Octave Mouret, after his marriage with Madame Hedouin, greatly increased the business of “The Ladies’ Paradise,” which he hoped would ultimately rival the Bon Marche and other great drapery establishments in Paris. While an addition to the shop was in progress Madame Mouret met with an accident which resulted in her death, and her husband remained a widower for a number of years. During this time his business grew to such an extent that his employees numbered many hundreds, among whom was Denise Baudu, a young girl who had come from the provinces. Mouret fell in love with her, and she, after resisting his advances for some time, ultimately married him. The book deals chiefly with life among the assistants in a great drapery establishment, their petty rivalries and their struggles; it contains some pathetic studies of the small shopkeepers of the district, crushed out of existence under the wheels of Mouret’s moneymaking machine.

La Faute de l’Abbe Mouret.

Serge Mouret, the younger son of Francois Mouret (see La Conquete de Plassans), was ordained to the priesthood and appointed cure of Les Artaud, a squalid village in Provence, to whose degenerate inhabitants he ministered with small encouragement.
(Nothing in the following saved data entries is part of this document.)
//! HTTP inbound adapter exposing REST endpoints.

pub mod basic_auth;
pub mod error;
pub mod health;
pub mod newsletter;
pub mod schemas;
pub mod state;

pub use error::ApiResult;
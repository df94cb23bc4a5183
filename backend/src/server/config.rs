//! HTTP server configuration object and helpers.

use std::net::{Ipv4Addr, SocketAddr};

use crate::domain::ResolutionPolicy;
use crate::inbound::http::basic_auth::BasicAuthCredentials;
use crate::settings::{GatewaySettings, Settings};

/// Configuration for creating the HTTP server, derived from [`Settings`].
pub struct ServerConfig {
    pub(crate) bind_addr: SocketAddr,
    pub(crate) basic_auth: BasicAuthCredentials,
    pub(crate) policy: ResolutionPolicy,
    pub(crate) gateway: Option<GatewaySettings>,
}

impl ServerConfig {
    /// Derive the server configuration from loaded settings.
    ///
    /// # Errors
    /// Returns [`std::io::Error`] when a basic-auth entry is malformed.
    pub fn from_settings(settings: &Settings) -> std::io::Result<Self> {
        let basic_auth = BasicAuthCredentials::from_entries(&settings.app.basic_auth_credentials)
            .map_err(|err| std::io::Error::other(format!("APP_BASIC_AUTH_CREDENTIAL: {err}")))?;
        let policy = ResolutionPolicy::new(
            settings.whatsapp.type_user.as_str(),
            settings.whatsapp.account_validation,
        );
        Ok(Self {
            bind_addr: SocketAddr::from((Ipv4Addr::UNSPECIFIED, settings.app.port)),
            basic_auth,
            policy,
            gateway: settings.gateway.clone(),
        })
    }

    /// Return the socket address the server will bind to.
    #[must_use]
    pub fn bind_addr(&self) -> SocketAddr {
        self.bind_addr
    }
}
//! Service settings loaded once at startup.
//!
//! Every recognised key has a default. An optional `.env` file overlays the
//! defaults and the process environment overlays the file. The resulting
//! [`Settings`] value is immutable and handed to the components that need
//! it; nothing reads configuration after startup.

use std::collections::HashMap;
use std::path::{Path, PathBuf};
use std::time::Duration;

use mockable::Env;
use tracing::{Level, warn};
use url::Url;


/// Application version reported by the service. Not configurable.
pub const APP_VERSION: &str = "v6.1.2";

const BOOL_EXPECTED: &str = "1|0|true|false|yes|no|y|n";
const PORT_EXPECTED: &str = "a TCP port between 1 and 65535";
const POSITIVE_EXPECTED: &str = "a positive integer";
const UNSIGNED_EXPECTED: &str = "an unsigned integer";
const URL_EXPECTED: &str = "an absolute http(s) URL";
const LOG_LEVEL_EXPECTED: &str = "trace|debug|info|warn|warning|error";

/// Errors raised while loading settings.
#[derive(thiserror::Error, Debug, Clone, PartialEq, Eq)]
pub enum SettingsError {
    /// A key is present but its value cannot be used.
    #[error("invalid value for {name}='{value}'; expected {expected}")]
    InvalidValue {
        name: &'static str,
        value: String,
        expected: &'static str,
    },
}

/// `APP_*` settings.
#[derive(Debug, Clone, PartialEq, Eq)]
pub struct AppSettings {
    pub port: u16,
    pub debug: bool,
    pub os: String,
    pub platform: u32,
    /// `user:password` pairs accepted by the basic-auth guard.
    pub basic_auth_credentials: Vec<String>,
    pub chat_flush_interval_days: u32,
}

/// `MCP_*` settings.
#[derive(Debug, Clone, PartialEq, Eq)]
pub struct McpSettings {
    pub port: u16,
    pub host: String,
}

/// `PATH_*` settings.
#[derive(Debug, Clone, PartialEq, Eq)]
pub struct PathSettings {
    pub qr_code: PathBuf,
    pub send_items: PathBuf,
    pub media: PathBuf,
    pub storages: PathBuf,
    pub chat_storage: PathBuf,
}

/// `DB_*` settings.
#[derive(Debug, Clone, PartialEq, Eq)]
pub struct DatabaseSettings {
    pub uri: String,
}

/// `WHATSAPP_*` settings.
#[derive(Debug, Clone, PartialEq, Eq)]
pub struct WhatsappSettings {
    pub auto_reply_message: String,
    pub webhooks: Vec<String>,
    pub webhook_secret: String,
    pub log_level: Level,
    pub max_image_size: u64,
    pub max_file_size: u64,
    pub max_video_size: u64,
    pub max_download_size: u64,
    /// Suffix for user JIDs, including the leading `@`.
    pub type_user: String,
    /// Suffix for group JIDs, including the leading `@`.
    pub type_group: String,
    pub account_validation: bool,
    pub chat_storage: bool,
}

/// Upstream WhatsApp REST gateway (`GO_WA_API_*`).
#[derive(Debug, Clone, PartialEq, Eq)]
pub struct GatewaySettings {
    pub base_url: Url,
    pub username: Option<String>,
    pub password: Option<String>,
    pub timeout: Duration,
}

/// Complete, immutable service configuration.
#[derive(Debug, Clone, PartialEq, Eq)]
pub struct Settings {
    pub app: AppSettings,
    pub mcp: McpSettings,
    pub paths: PathSettings,
    pub database: DatabaseSettings,
    pub whatsapp: WhatsappSettings,
    /// Absent when `GO_WA_API_URL` is not set.
    pub gateway: Option<GatewaySettings>,
}

impl Settings {
    /// Filter directive used when `RUST_LOG` is not set.
    ///
    /// # Examples
    /// ```
    /// use mockable::DefaultEnv;
    /// use wa_gateway::settings::load_settings;
    ///
    /// let settings = load_settings(&DefaultEnv::new(), "does-not-exist.env")
    ///     .expect("defaults load");
    /// assert!(!settings.log_filter().is_empty());
    /// ```
    pub fn log_filter(&self) -> String {
        let level = if self.app.debug {
            Level::DEBUG
        } else {
            self.whatsapp.log_level
        };
        level.as_str().to_ascii_lowercase()
    }
}

/// Lookup chain of process environment, then `.env` file entries.
struct Source<'a, E: Env> {
    env: &'a E,
    file: HashMap<String, String>,
}

impl<E: Env> Source<'_, E> {
    /// Empty values count as unset so they never shadow a lower layer.
    fn get(&self, name: &str) -> Option<String> {
        self.env
            .string(name)
            .filter(|value| !value.trim().is_empty())
            .or_else(|| {
                self.file
                    .get(name)
                    .filter(|value| !value.trim().is_empty())
                    .cloned()
            })
    }

    fn string(&self, name: &str, default: &str) -> String {
        self.get(name).unwrap_or_else(|| default.to_owned())
    }

    fn path(&self, name: &str, default: &str) -> PathBuf {
        PathBuf::from(self.string(name, default))
    }

    fn list(&self, name: &str) -> Vec<String> {
        self.get(name)
            .map(|value| {
                value
                    .split(',')
                    .map(str::trim)
                    .filter(|item| !item.is_empty())
                    .map(str::to_owned)
                    .collect()
            })
            .unwrap_or_default()
    }

    fn bool(&self, name: &'static str, default: bool) -> Result<bool, SettingsError> {
        match self.get(name) {
            Some(value) => parse_bool(&value).ok_or(SettingsError::InvalidValue {
                name,
                value,
                expected: BOOL_EXPECTED,
            }),
            None => Ok(default),
        }
    }

    fn level(&self, name: &'static str, default: Level) -> Result<Level, SettingsError> {
        match self.get(name) {
            Some(value) => parse_level(&value).ok_or(SettingsError::InvalidValue {
                name,
                value,
                expected: LOG_LEVEL_EXPECTED,
            }),
            None => Ok(default),
        }
    }

    fn port(&self, name: &'static str, default: u16) -> Result<u16, SettingsError> {
        match self.get(name) {
            Some(value) => match value.trim().parse::<u16>() {
                Ok(port) if port > 0 => Ok(port),
                _ => Err(SettingsError::InvalidValue {
                    name,
                    value,
                    expected: PORT_EXPECTED,
                }),
            },
            None => Ok(default),
        }
    }

    fn unsigned<T>(&self, name: &'static str, default: T) -> Result<T, SettingsError>
    where
        T: std::str::FromStr,
    {
        match self.get(name) {
            Some(value) => value
                .trim()
                .parse::<T>()
                .map_err(|_| SettingsError::InvalidValue {
                    name,
                    value,
                    expected: UNSIGNED_EXPECTED,
                }),
            None => Ok(default),
        }
    }

    fn positive<T>(&self, name: &'static str, default: T) -> Result<T, SettingsError>
    where
        T: std::str::FromStr + PartialEq + Default,
    {
        match self.get(name) {
            Some(value) => match value.trim().parse::<T>() {
                Ok(parsed) if parsed != T::default() => Ok(parsed),
                _ => Err(SettingsError::InvalidValue {
                    name,
                    value,
                    expected: POSITIVE_EXPECTED,
                }),
            },
            None => Ok(default),
        }
    }
}

/// Load settings from defaults, an optional `.env` file and `env`.
///
/// A missing or unreadable file is logged and ignored. Malformed values for
/// typed keys fail the load.
///
/// # Examples
/// ```
/// use mockable::MockEnv;
/// use wa_gateway::settings::load_settings;
///
/// let mut env = MockEnv::new();
/// env.expect_string().returning(|name| match name {
///     "APP_PORT" => Some("8000".to_string()),
///     _ => None,
/// });
///
/// let settings = load_settings(&env, "does-not-exist.env").expect("settings load");
/// assert_eq!(settings.app.port, 8000);
/// assert_eq!(settings.mcp.port, 8080);
/// ```
pub fn load_settings<E: Env>(
    env: &E,
    env_file: impl AsRef<Path>,
) -> Result<Settings, SettingsError> {
    let source = Source {
        env,
        file: read_env_file(env_file.as_ref()),
    };

    let app = AppSettings {
        port: source.port("APP_PORT", 3000)?,
        debug: source.bool("APP_DEBUG", false)?,
        os: source.string("APP_OS", "AldinoKemal"),
        platform: source.unsigned("APP_PLATFORM", 1)?,
        basic_auth_credentials: source.list("APP_BASIC_AUTH_CREDENTIAL"),
        chat_flush_interval_days: source.positive("APP_CHAT_FLUSH_INTERVAL_DAYS", 7)?,
    };

    let mcp = McpSettings {
        port: source.port("MCP_PORT", 8080)?,
        host: source.string("MCP_HOST", "localhost"),
    };

    let paths = PathSettings {
        qr_code: source.path("PATH_QR_CODE", "statics/qrcode"),
        send_items: source.path("PATH_SEND_ITEMS", "statics/senditems"),
        media: source.path("PATH_MEDIA", "statics/media"),
        storages: source.path("PATH_STORAGES", "storages"),
        chat_storage: source.path("PATH_CHAT_STORAGE", "storages/chat.csv"),
    };

    let database = DatabaseSettings {
        uri: source.string("DB_URI", "file:storages/whatsapp.db?_foreign_keys=on"),
    };

    let whatsapp = WhatsappSettings {
        auto_reply_message: source.string("WHATSAPP_AUTO_REPLY_MESSAGE", ""),
        webhooks: source.list("WHATSAPP_WEBHOOK"),
        webhook_secret: source.string("WHATSAPP_WEBHOOK_SECRET", "secret"),
        log_level: source.level("WHATSAPP_LOG_LEVEL", Level::ERROR)?,
        max_image_size: source.positive("WHATSAPP_SETTING_MAX_IMAGE_SIZE", 20_000_000)?,
        max_file_size: source.positive("WHATSAPP_SETTING_MAX_FILE_SIZE", 50_000_000)?,
        max_video_size: source.positive("WHATSAPP_SETTING_MAX_VIDEO_SIZE", 100_000_000)?,
        max_download_size: source.positive("WHATSAPP_SETTING_MAX_DOWNLOAD_SIZE", 500_000_000)?,
        type_user: source.string("WHATSAPP_TYPE_USER", "@s.whatsapp.net"),
        type_group: source.string("WHATSAPP_TYPE_GROUP", "@g.us"),
        account_validation: source.bool("WHATSAPP_ACCOUNT_VALIDATION", true)?,
        chat_storage: source.bool("WHATSAPP_CHAT_STORAGE", true)?,
    };

    let gateway = gateway_settings(&source)?;

    Ok(Settings {
        app,
        mcp,
        paths,
        database,
        whatsapp,
        gateway,
    })
}

fn gateway_settings<E: Env>(
    source: &Source<'_, E>,
) -> Result<Option<GatewaySettings>, SettingsError> {
    let Some(raw_url) = source.get("GO_WA_API_URL") else {
        return Ok(None);
    };
    let base_url = match Url::parse(raw_url.trim()) {
        Ok(url) if matches!(url.scheme(), "http" | "https") => url,
        _ => {
            return Err(SettingsError::InvalidValue {
                name: "GO_WA_API_URL",
                value: raw_url,
                expected: URL_EXPECTED,
            });
        }
    };
    let timeout_secs: u64 = source.positive("GO_WA_API_TIMEOUT_SECS", 30)?;

    Ok(Some(GatewaySettings {
        base_url,
        username: source.get("GO_WA_API_USERNAME"),
        password: source.get("GO_WA_API_PASSWORD"),
        timeout: Duration::from_secs(timeout_secs),
    }))
}

fn read_env_file(path: &Path) -> HashMap<String, String> {
    let entries = match dotenvy::from_path_iter(path) {
        Ok(entries) => entries,
        Err(error) => {
            warn!(
                path = %path.display(),
                not_found = error.not_found(),
                error = %error,
                "failed to read settings file; using defaults"
            );
            return HashMap::new();
        }
    };

    match entries.collect::<Result<HashMap<_, _>, _>>() {
        Ok(values) => values,
        Err(error) => {
            warn!(
                path = %path.display(),
                error = %error,
                "failed to parse settings file; using defaults"
            );
            HashMap::new()
        }
    }
}

fn parse_level(value: &str) -> Option<Level> {
    match value.trim().to_ascii_lowercase().as_str() {
        "trace" => Some(Level::TRACE),
        "debug" => Some(Level::DEBUG),
        "info" => Some(Level::INFO),
        "warn" | "warning" => Some(Level::WARN),
        "error" => Some(Level::ERROR),
        _ => None,
    }
}

fn parse_bool(value: &str) -> Option<bool> {
    match value.trim().to_ascii_lowercase().as_str() {
        "1" | "true" | "yes" | "y" => Some(true),
        "0" | "false" | "no" | "n" => Some(false),
        _ => None,
    }
}
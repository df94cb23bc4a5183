//! Request-scoped trace identifier.
//!
//! The identifier lives in task-local storage so domain errors can pick it
//! up without threading it through every call. Task-locals are not inherited
//! by spawned tasks; wrap spawned work in [`TraceId::scope`].

use std::future::Future;

use tokio::task_local;
use uuid::Uuid;

/// Response header carrying the request's trace identifier.
pub const TRACE_ID_HEADER: &str = "trace-id";

task_local! {
    static TRACE_ID: TraceId;
}

/// Per-request trace identifier.
///
/// # Examples
/// ```
/// use wa_gateway::domain::TraceId;
///
/// assert!(TraceId::current().is_none());
/// ```
#[derive(Debug, Clone, Copy, PartialEq, Eq)]
pub struct TraceId(Uuid);

impl TraceId {
    /// Generate a new random trace identifier.
    #[must_use]
    pub fn generate() -> Self {
        Self(Uuid::new_v4())
    }

    /// Returns the identifier in scope for the running task, if any.
    #[must_use]
    pub fn current() -> Option<Self> {
        TRACE_ID.try_with(|id| *id).ok()
    }

    /// Run `fut` with `trace_id` in scope.
    pub async fn scope<Fut>(trace_id: TraceId, fut: Fut) -> Fut::Output
    where
        Fut: Future,
    {
        TRACE_ID.scope(trace_id, fut).await
    }
}

impl std::fmt::Display for TraceId {
    fn fmt(&self, f: &mut std::fmt::Formatter<'_>) -> std::fmt::Result {
        write!(f, "{}", self.0)
    }
}

impl std::str::FromStr for TraceId {
    type Err = uuid::Error;

    fn from_str(s: &str) -> Result<Self, Self::Err> {
        Ok(Self(Uuid::parse_str(s)?))
    }
}
//! DTOs for the upstream gateway's JSON envelope.
//!
//! Every gateway response is wrapped as `{code, message, results}`; only the
//! `results` shapes the adapter reads are modelled.

use serde::de::IgnoredAny;
use serde::{Deserialize, Serialize};

/// Paired devices are only counted, never inspected.
pub(super) type DevicesDto = Vec<IgnoredAny>;

#[derive(Debug, Deserialize)]
pub(super) struct EnvelopeDto<T> {
    pub(super) results: Option<T>,
}

#[derive(Debug, Deserialize)]
pub(super) struct UserCheckDto {
    pub(super) is_on_whatsapp: bool,
}

#[derive(Debug, Serialize)]
pub(super) struct UnfollowNewsletterDto<'a> {
    pub(super) newsletter_id: &'a str,
}
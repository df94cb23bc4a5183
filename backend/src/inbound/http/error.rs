//! HTTP adapter mapping for domain errors.
//!
//! Purpose: keep the domain error type HTTP-agnostic while allowing Actix
//! handlers to turn domain failures into consistent JSON responses and status
//! codes.

use actix_web::error::JsonPayloadError;
use actix_web::{HttpRequest, HttpResponse, ResponseError, http::StatusCode};
use serde_json::json;
use tracing::{debug, error};

use crate::domain::{Error, ErrorCode, TRACE_ID_HEADER};

/// Convenient result alias for HTTP handlers.
pub type ApiResult<T> = Result<T, Error>;

fn status_for(code: ErrorCode) -> StatusCode {
    match code {
        ErrorCode::InvalidRequest => StatusCode::BAD_REQUEST,
        ErrorCode::Unauthorized => StatusCode::UNAUTHORIZED,
        ErrorCode::Conflict => StatusCode::CONFLICT,
        ErrorCode::ServiceUnavailable => StatusCode::SERVICE_UNAVAILABLE,
        ErrorCode::InternalError => StatusCode::INTERNAL_SERVER_ERROR,
    }
}

fn redact_if_internal(error: &Error) -> Error {
    if matches!(error.code(), ErrorCode::InternalError) {
        let mut redacted = Error::internal("Internal server error");
        if let Some(id) = error.trace_id() {
            redacted = redacted.with_trace_id(id.to_owned());
        }
        redacted
    } else {
        error.clone()
    }
}

impl ResponseError for Error {
    fn status_code(&self) -> StatusCode {
        status_for(self.code())
    }

    fn error_response(&self) -> HttpResponse {
        let mut builder = HttpResponse::build(self.status_code());
        if let Some(id) = self.trace_id() {
            builder.insert_header((TRACE_ID_HEADER, id.to_owned()));
        }

        builder.json(redact_if_internal(self))
    }
}

impl From<actix_web::Error> for Error {
    fn from(err: actix_web::Error) -> Self {
        // Do not leak implementation details to clients.
        error!(error = %err, "actix error promoted to domain error");
        Error::internal("Internal server error")
    }
}

/// Render malformed JSON bodies with the shared error envelope.
pub fn json_error_handler(err: JsonPayloadError, _req: &HttpRequest) -> actix_web::Error {
    debug!(error = %err, "rejected request body");
    let error = match &err {
        JsonPayloadError::ContentType => Error::invalid_request("expected application/json body")
            .with_details(json!({ "code": "invalid_content_type" })),
        _ => Error::invalid_request(format!("invalid JSON body: {err}"))
            .with_details(json!({ "code": "invalid_json" })),
    };
    error.into()
}

#[cfg(test)]
mod tests;
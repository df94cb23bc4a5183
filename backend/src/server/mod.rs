//! Server construction and middleware wiring.

mod config;

pub use config::ServerConfig;

use std::sync::Arc;

use actix_web::dev::{Server, ServerHandle, ServiceFactory, ServiceRequest, ServiceResponse};
use actix_web::{App, HttpServer, web};
use tracing::{info, warn};
#[cfg(debug_assertions)]
use utoipa::OpenApi;
#[cfg(debug_assertions)]
use utoipa_swagger_ui::SwaggerUi;

use crate::Trace;
#[cfg(debug_assertions)]
use crate::doc::ApiDoc;
use crate::domain::NewsletterService;
use crate::domain::ResolutionPolicy;
use crate::domain::ports::{FixtureWhatsappClient, WhatsappClient};
use crate::inbound::http::basic_auth::{BasicAuth, BasicAuthCredentials};
use crate::inbound::http::error::json_error_handler;
use crate::inbound::http::health::{HealthState, live, ready};
use crate::inbound::http::newsletter::unfollow_newsletter;
use crate::inbound::http::state::HttpState;
use crate::outbound::whatsapp::GatewayWhatsappClient;

/// Build the WhatsApp client from configuration.
///
/// Uses the gateway adapter when a base URL is configured, otherwise falls
/// back to the fixture client so the service can run without a session.
///
/// # Errors
/// Returns [`std::io::Error`] if the reqwest client cannot be constructed.
pub fn build_whatsapp_client(config: &ServerConfig) -> std::io::Result<Arc<dyn WhatsappClient>> {
    match &config.gateway {
        Some(gateway) => {
            let client = GatewayWhatsappClient::new(gateway.base_url.clone(), gateway.timeout)
                .map_err(|e| std::io::Error::other(format!("gateway client build failed: {e}")))?;
            let client = match &gateway.username {
                Some(username) => {
                    client.with_basic_auth(username.as_str(), gateway.password.clone())
                }
                None => client,
            };
            info!(base_url = %gateway.base_url, "using WhatsApp gateway client");
            Ok(Arc::new(client))
        }
        None => {
            warn!("GO_WA_API_URL not set; using fixture WhatsApp client");
            Ok(Arc::new(FixtureWhatsappClient))
        }
    }
}

/// Wire the newsletter use-case around a shared client handle.
pub fn build_http_state(client: Arc<dyn WhatsappClient>, policy: ResolutionPolicy) -> HttpState {
    HttpState::new(Arc::new(NewsletterService::new(client, policy)))
}

/// Everything the Actix application factory needs per worker.
#[derive(Clone)]
pub struct AppDependencies {
    pub health_state: web::Data<HealthState>,
    pub http_state: web::Data<HttpState>,
    pub basic_auth: BasicAuthCredentials,
}

/// Build the Actix application with routes and middleware.
pub fn build_app(
    deps: AppDependencies,
) -> App<
    impl ServiceFactory<
        ServiceRequest,
        Config = (),
        Response = ServiceResponse,
        Error = actix_web::Error,
        InitError = (),
    >,
> {
    let AppDependencies {
        health_state,
        http_state,
        basic_auth,
    } = deps;

    let newsletter = web::scope("/newsletter")
        .wrap(BasicAuth::new(basic_auth))
        .service(unfollow_newsletter);

    let app = App::new()
        .app_data(health_state)
        .app_data(http_state)
        .app_data(web::JsonConfig::default().error_handler(json_error_handler))
        .wrap(Trace)
        .service(newsletter)
        .service(ready)
        .service(live);

    #[cfg(debug_assertions)]
    let app = app.service(
        SwaggerUi::new("/docs").url("/api-docs/openapi.json", ApiDoc::openapi()),
    );
    #[cfg(not(debug_assertions))]
    let app = app;

    app
}

/// Construct an Actix HTTP server using the provided health state and configuration.
///
/// Actix signal handling is disabled; pair the returned server with
/// [`drain_on_shutdown_signal`] so the probes fail before connections close.
///
/// # Errors
/// Propagates [`std::io::Error`] when building the client, binding the
/// socket or starting the server fails.
pub fn create_server(
    health_state: web::Data<HealthState>,
    config: ServerConfig,
) -> std::io::Result<Server> {
    let server_health_state = health_state.clone();
    let client = build_whatsapp_client(&config)?;
    let ServerConfig {
        bind_addr,
        basic_auth,
        policy,
        gateway: _,
    } = config;
    let http_state = web::Data::new(build_http_state(client, policy));

    let server = HttpServer::new(move || {
        build_app(AppDependencies {
            health_state: server_health_state.clone(),
            http_state: http_state.clone(),
            basic_auth: basic_auth.clone(),
        })
    })
    .disable_signals()
    .bind(bind_addr)?
    .run();

    info!(%bind_addr, "server listening");
    health_state.mark_ready();
    Ok(server)
}

/// Wait for Ctrl-C or SIGTERM, then [`drain`] the server.
pub async fn drain_on_shutdown_signal(
    handle: ServerHandle,
    health_state: web::Data<HealthState>,
) {
    shutdown_signal().await;
    drain(handle, &health_state).await;
}

/// Fail both probes, then stop the server once in-flight requests finish.
pub async fn drain(handle: ServerHandle, health_state: &HealthState) {
    health_state.begin_draining();
    info!("draining server");
    handle.stop(true).await;
}

#[cfg(unix)]
async fn shutdown_signal() {
    use tokio::signal::unix::{SignalKind, signal};

    match signal(SignalKind::terminate()) {
        Ok(mut terminate) => {
            tokio::select! {
                result = tokio::signal::ctrl_c() => log_signal_error(result),
                _ = terminate.recv() => {}
            }
        }
        Err(error) => {
            warn!(%error, "SIGTERM handler unavailable; waiting for Ctrl-C only");
            log_signal_error(tokio::signal::ctrl_c().await);
        }
    }
}

#[cfg(not(unix))]
async fn shutdown_signal() {
    log_signal_error(tokio::signal::ctrl_c().await);
}

fn log_signal_error(result: std::io::Result<()>) {
    if let Err(error) = result {
        warn!(%error, "Ctrl-C handler failed; draining now");
    }
}
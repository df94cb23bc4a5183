//! Tests for the newsletter service.

use std::sync::Arc;

use super::*;
use crate::domain::ports::{MockWhatsappClient, SessionState, WhatsappClientError};
use crate::domain::{JidResolutionError, NewsletterValidationError};
use rstest::rstest;

const NEWSLETTER: &str = "120363025246125486@newsletter";

fn make_service(client: MockWhatsappClient) -> NewsletterService<MockWhatsappClient> {
    NewsletterService::new(Arc::new(client), ResolutionPolicy::default())
}

fn logged_in(client: &mut MockWhatsappClient) {
    client
        .expect_session_state()
        .times(1)
        .return_once(|| Ok(SessionState::LoggedIn));
}

#[rstest]
#[tokio::test]
async fn unfollow_calls_client_once_with_resolved_jid() {
    let mut client = MockWhatsappClient::new();
    logged_in(&mut client);
    client.expect_is_on_whatsapp().times(0);
    client
        .expect_unfollow_newsletter()
        .withf(|jid| jid.to_string() == NEWSLETTER)
        .times(1)
        .return_once(|_| Ok(()));

    let result = make_service(client)
        .unfollow(UnfollowRequest::new(NEWSLETTER))
        .await;

    assert_eq!(result, Ok(()));
}

#[rstest]
#[case("")]
#[case("   ")]
#[tokio::test]
async fn blank_identifier_never_reaches_client(#[case] id: &str) {
    let mut client = MockWhatsappClient::new();
    client.expect_session_state().times(0);
    client.expect_is_on_whatsapp().times(0);
    client.expect_unfollow_newsletter().times(0);

    let result = make_service(client).unfollow(UnfollowRequest::new(id)).await;

    assert_eq!(
        result,
        Err(UnfollowNewsletterError::Validation(
            NewsletterValidationError::MissingField {
                field: "newsletter_id"
            }
        ))
    );
}

#[rstest]
#[case(SessionState::Disconnected, JidResolutionError::NotConnected)]
#[case(SessionState::Connected, JidResolutionError::NotLoggedIn)]
#[tokio::test]
async fn resolution_failure_skips_unfollow(
    #[case] state: SessionState,
    #[case] expected: JidResolutionError,
) {
    let mut client = MockWhatsappClient::new();
    client
        .expect_session_state()
        .times(1)
        .return_once(move || Ok(state));
    client.expect_unfollow_newsletter().times(0);

    let result = make_service(client)
        .unfollow(UnfollowRequest::new(NEWSLETTER))
        .await;

    assert_eq!(result, Err(UnfollowNewsletterError::Resolution(expected)));
}

#[rstest]
#[tokio::test]
async fn unregistered_account_skips_unfollow() {
    let mut client = MockWhatsappClient::new();
    logged_in(&mut client);
    client
        .expect_is_on_whatsapp()
        .times(1)
        .return_once(|_| Ok(false));
    client.expect_unfollow_newsletter().times(0);

    let result = make_service(client)
        .unfollow(UnfollowRequest::new("628123"))
        .await;

    assert_eq!(
        result,
        Err(UnfollowNewsletterError::Resolution(
            JidResolutionError::NotOnWhatsapp {
                jid: "628123@s.whatsapp.net".to_owned()
            }
        ))
    );
}

#[rstest]
#[case(WhatsappClientError::rejected("not following"))]
#[case(WhatsappClientError::timeout("deadline elapsed"))]
#[case(WhatsappClientError::unavailable("connection reset"))]
#[tokio::test]
async fn client_errors_are_returned_unchanged(#[case] error: WhatsappClientError) {
    let mut client = MockWhatsappClient::new();
    logged_in(&mut client);
    let returned = error.clone();
    client
        .expect_unfollow_newsletter()
        .times(1)
        .return_once(move |_| Err(returned));

    let result = make_service(client)
        .unfollow(UnfollowRequest::new(NEWSLETTER))
        .await;

    assert_eq!(result, Err(UnfollowNewsletterError::Client(error)));
}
He had inherited the family taint of the Rougon-Macquarts, which in him took the same form as in the case of his mother—a morbid religious enthusiasm bordering on hysteria. Brain fever followed, and bodily recovery left the priest without a mental past. Dr. Pascal Rougon, his uncle, hoping to save his reason, removed him from his accustomed surroundings and left him at the Paradou, the neglected demesne of a ruined mansion-house near Les Artaud, where he was nursed by Albine, niece of the caretaker. The Abbe fell in love with Albine, and, oblivious of his vows, broke them. A meeting with Archangias, a Christian Brother with whom he had been associated, and a chance glimpse of the world beyond the Paradou, served to restore his memory, and, filled with horror at himself, he fled from that enchanted garden. A long mental struggle followed, but in the end the Church was victorious, and the Abbe returned to her service with even more feverish devotion than before. Albine, broken-hearted, died among her loved flowers in the Paradou.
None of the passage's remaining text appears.